YOUR OBJECTIVE: Repeat the records below line by line, exactly, finishing on the line that contains "if dir.length_squared() <= 1e-12".
------ THE INPUT ------
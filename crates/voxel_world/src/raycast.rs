//! Grid raycast (Amanatides & Woo DDA) and line-of-sight density sampling.
//!
//! The DDA walks signed voxel coordinates; there is no grid boundary, the
//! walk stops at `max_dist` or on the first opaque block.

use crate::{Aabb, VoxelWorld};
use glam::{IVec3, Vec3};

/// First opaque voxel hit by a ray.
#[derive(Debug, Clone, Copy, PartialEq, Eq)]
pub struct RayHit {
    pub voxel: IVec3,
}

/// March from `origin` along `dir` up to `max_dist`, returning the first
/// voxel whose block is opaque. Zero-length directions return `None`.
pub fn raycast_solid(
    world: &dyn VoxelWorld,
    origin: Vec3,
    dir: Vec3,
    max_dist: f32,
) -> Option<RayHit> {
    if dir.length_squared() <= 1e-12 {
        return None;
    }
    let d = dir.normalize();
    let mut x = origin.x.floor() as i32;
    let mut y = origin.y.floor() as i32;
    let mut z = origin.z.floor() as i32;
    // Starting inside an opaque block counts as an immediate hit.
    if world.def_at(IVec3::new(x, y, z)).opaque {
        return Some(RayHit {
            voxel: IVec3::new(x, y, z),
        });
    }
    let step = |c: f32| -> i32 {
        if c > 0.0 {
            1
        } else if c < 0.0 {
            -1
        } else {
            0
        }
    };
    let (step_x, step_y, step_z) = (step(d.x), step(d.y), step(d.z));
    let inf = f32::INFINITY;
    let next_boundary = |p: f32, dir: i32| -> f32 {
        let f = p - p.floor();
        if dir > 0 { 1.0 - f } else { f }
    };
    let mut t_max_x = if step_x == 0 {
        inf
    } else {
        next_boundary(origin.x, step_x) / d.x.abs()
    };
    let mut t_max_y = if step_y == 0 {
        inf
    } else {
        next_boundary(origin.y, step_y) / d.y.abs()
    };
    let mut t_max_z = if step_z == 0 {
        inf
    } else {
        next_boundary(origin.z, step_z) / d.z.abs()
    };
    let t_delta_x = if step_x == 0 { inf } else { 1.0 / d.x.abs() };
    let t_delta_y = if step_y == 0 { inf } else { 1.0 / d.y.abs() };
    let t_delta_z = if step_z == 0 { inf } else { 1.0 / d.z.abs() };

    let mut t = 0.0f32;
    // One cell per unit distance per axis, with slack for diagonal walks.
    let safety_steps = (max_dist.ceil() as usize + 2) * 4;
    for _ in 0..safety_steps {
        if t > max_dist {
            break;
        }
        if t_max_x <= t_max_y && t_max_x <= t_max_z {
            x += step_x;
            t = t_max_x;
            t_max_x += t_delta_x;
        } else if t_max_y <= t_max_z {
            y += step_y;
            t = t_max_y;
            t_max_y += t_delta_y;
        } else {
            z += step_z;
            t = t_max_z;
            t_max_z += t_delta_z;
        }
        if t > max_dist {
            break;
        }
        if world.def_at(IVec3::new(x, y, z)).opaque {
            return Some(RayHit {
                voxel: IVec3::new(x, y, z),
            });
        }
    }
    None
}

/// True when the segment `from -> to` crosses no opaque block.
pub fn line_unobstructed(world: &dyn VoxelWorld, from: Vec3, to: Vec3) -> bool {
    let delta = to - from;
    let dist = delta.length();
    if dist <= 1e-6 {
        return true;
    }
    raycast_solid(world, from, delta, dist).is_none()
}

/// Fraction of sample points inside `target` with an unobstructed line to
/// `from`. Sampling resolution follows the box extents, so small targets
/// still get a meaningful estimate.
pub fn sight_density(world: &dyn VoxelWorld, from: Vec3, target: &Aabb) -> f32 {
    let ext = target.max - target.min;
    let step = Vec3::new(
        1.0 / (ext.x * 2.0 + 1.0),
        1.0 / (ext.y * 2.0 + 1.0),
        1.0 / (ext.z * 2.0 + 1.0),
    );
    if !step.is_finite() || step.min_element() <= 0.0 {
        return 0.0;
    }
    let mut seen = 0u32;
    let mut total = 0u32;
    let mut fx = 0.0f32;
    while fx <= 1.0 {
        let mut fy = 0.0f32;
        while fy <= 1.0 {
            let mut fz = 0.0f32;
            while fz <= 1.0 {
                let p = target.min + ext * Vec3::new(fx, fy, fz);
                if line_unobstructed(world, p, from) {
                    seen += 1;
                }
                total += 1;
                fz += step.z;
            }
            fy += step.y;
        }
        fx += step.x;
    }
    if total == 0 {
        0.0
    } else {
        seen as f32 / total as f32
    }
}

#[cfg(test)]
mod tests {
    use super::*;
    use crate::{BlockRegistry, SparseWorld};

    fn world_with_stone_at(cells: &[(i32, i32, i32)]) -> SparseWorld {
        let mut w = SparseWorld::new(BlockRegistry::with_defaults());
        let stone = w.registry().find("stone").unwrap();
        for &(x, y, z) in cells {
            w.set_block(IVec3::new(x, y, z), stone);
        }
        w
    }

    #[test]
    fn dda_hits_axis_aligned_voxel() {
        let w = world_with_stone_at(&[(5, 5, 5)]);
        let hit = raycast_solid(&w, Vec3::new(0.0, 5.2, 5.2), Vec3::X, 100.0).unwrap();
        assert_eq!(hit.voxel, IVec3::new(5, 5, 5));
    }

    #[test]
    fn dda_diagonal_and_negative_coords() {
        let w = world_with_stone_at(&[(-7, -7, -7)]);
        let hit = raycast_solid(
            &w,
            Vec3::new(-0.5, -0.5, -0.5),
            Vec3::splat(-1.0),
            100.0,
        )
        .unwrap();
        assert_eq!(hit.voxel, IVec3::new(-7, -7, -7));
    }

    #[test]
    fn dda_respects_max_dist() {
        let w = world_with_stone_at(&[(10, 0, 0)]);
        assert!(raycast_solid(&w, Vec3::new(0.5, 0.5, 0.5), Vec3::X, 5.0).is_none());
        assert!(raycast_solid(&w, Vec3::new(0.5, 0.5, 0.5), Vec3::X, 50.0).is_some());
    }

    #[test]
    fn density_is_one_in_open_air_and_zero_behind_wall() {
        let open = world_with_stone_at(&[]);
        let target = Aabb::centered(Vec3::new(6.0, 0.5, 0.5), Vec3::splat(0.4));
        let from = Vec3::new(0.5, 0.5, 0.5);
        assert!((sight_density(&open, from, &target) - 1.0).abs() < 1e-6);

        // 5x5 wall between origin and the target
        let mut cells = Vec::new();
        for y in -2..=2 {
            for z in -2..=2 {
                cells.push((3, y, z));
            }
        }
        let walled = world_with_stone_at(&cells);
        assert_eq!(sight_density(&walled, from, &target), 0.0);
    }
}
------
ANSWER TO THIS PROBLEM:
filename crates/voxel_world/src/raycast.rs
//! Grid raycast (Amanatides & Woo DDA) and line-of-sight density sampling.
//!
//! The DDA walks signed voxel coordinates; there is no grid boundary, the
//! walk stops at `max_dist` or on the first opaque block.

use crate::{Aabb, VoxelWorld};
use glam::{IVec3, Vec3};

/// First opaque voxel hit by a ray.
#[derive(Debug, Clone, Copy, PartialEq, Eq)]
pub struct RayHit {
    pub voxel: IVec3,
}

/// March from `origin` along `dir` up to `max_dist`, returning the first
/// voxel whose block is opaque. Zero-length directions return `None`.
pub fn raycast_solid(
    world: &dyn VoxelWorld,
    origin: Vec3,
    dir: Vec3,
    max_dist: f32,
) -> Option<RayHit> {
    if dir.length_squared() <= 1e-12 {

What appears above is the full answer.